The Research Committee was established to conduct this project, namely producing the “Report” and the “Evaluation.” This Committee met once within the Japanese fiscal year 2021 to discuss its content. The members of the Research Committee are as follows:
Chairperson and Project Coordinator
Hirofumi Tosaki (Director, CDAST, JIIA)
Nobumasa Akiyama (Professor, Hitotsubashi University)
Kazuko Hikawa (Professor, Osaka Jogakuin University)
Junko Horibe (Associated Professor, Nagoya University of Foreign Studies)
Akira Kawasaki (Executive Committee Member, Peace Boat)
Masahiro Kikuchi (Former Board Member, Nuclear Material Control Center)
Mitsuru Kurosawa (Professor Emeritus, Osaka University)
Kazumi Mizumoto (Professor, Hiroshima Peace Institute, Hiroshima City University)
Michiru Nishida (Professor, Nagasaki University)
Hiroshi Tamai (Member, Institute of Nuclear Materials Management (INMM) Japan Chapter)
The Research Committee appreciates the comments and advice to the “Report” given by the following experts:
Ambassador Nobuyasu Abe (Former UN Under-Secretary-General for Disarmament Affairs and former Commissioner of the Japan Atomic Energy Commission) Mr. Mark Fitzpatrick (Former Executive Director of the Americas Office and head of the Non-Proliferation and Disarmament Program, International Institute for Strategic Studies)
Professor Tatsujiro Suzuki (Vice Director and Professor, Research Center for Nuclear Weapons Abolition, Nagasaki University)
In this edition, experts posted columns on nuclear disarmament, non-proliferation and nuclear security issues.2
The views or opinions expressed in the “Report,” “Evaluation” and “Columns” are those of the members of the Research Committee or respective authors, and do not necessarily represent the view of the HOPe, the Hiroshima Prefecture, the JIIA, or the organizations to which they belong.

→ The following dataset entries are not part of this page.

use mapdiff::{AccessError, ParseError};

#[test]
fn test_parse_error_display() {
    let err = ParseError::file_not_found("test.json");
    assert_eq!(err.to_string(), "File not found: test.json");
}

#[test]
fn test_unknown_format_error() {
    let err = ParseError::unknown_format("/path/to/file.txt");
    assert!(err.to_string().contains("Could not detect file format"));
    assert!(err.to_string().contains("/path/to/file.txt"));
}

#[test]
fn test_access_error_display() {
    let err = AccessError::missing_key("metadata");
    assert_eq!(err.to_string(), "Key metadata does not exist");
}

#[test]
fn test_errors_keep_message_through_anyhow() {
    let err = anyhow::Error::new(ParseError::file_not_found("test.json"))
        .context("Failed to load old document");
    assert_eq!(err.root_cause().to_string(), "File not found: test.json");
    assert!(err.downcast_ref::<ParseError>().is_some());
}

Not all of the members necessarily agree on all of the points discussed.3
1 This project has been conducted as part of the “Hiroshima for Global Peace” Plan launched by Hiroshima Prefecture in 2011.
2 The views or opinions expressed in the columns are those of the respective authors, and do not represent the view of the HOPe, the Hiroshima Prefecture, the JIIA, or the organizations to which they belong.
3 The Research Committee appreciates the efforts of Hideo Asano, Rena Harada and Yuki Moritani in assisting to edit the Hiroshima Report.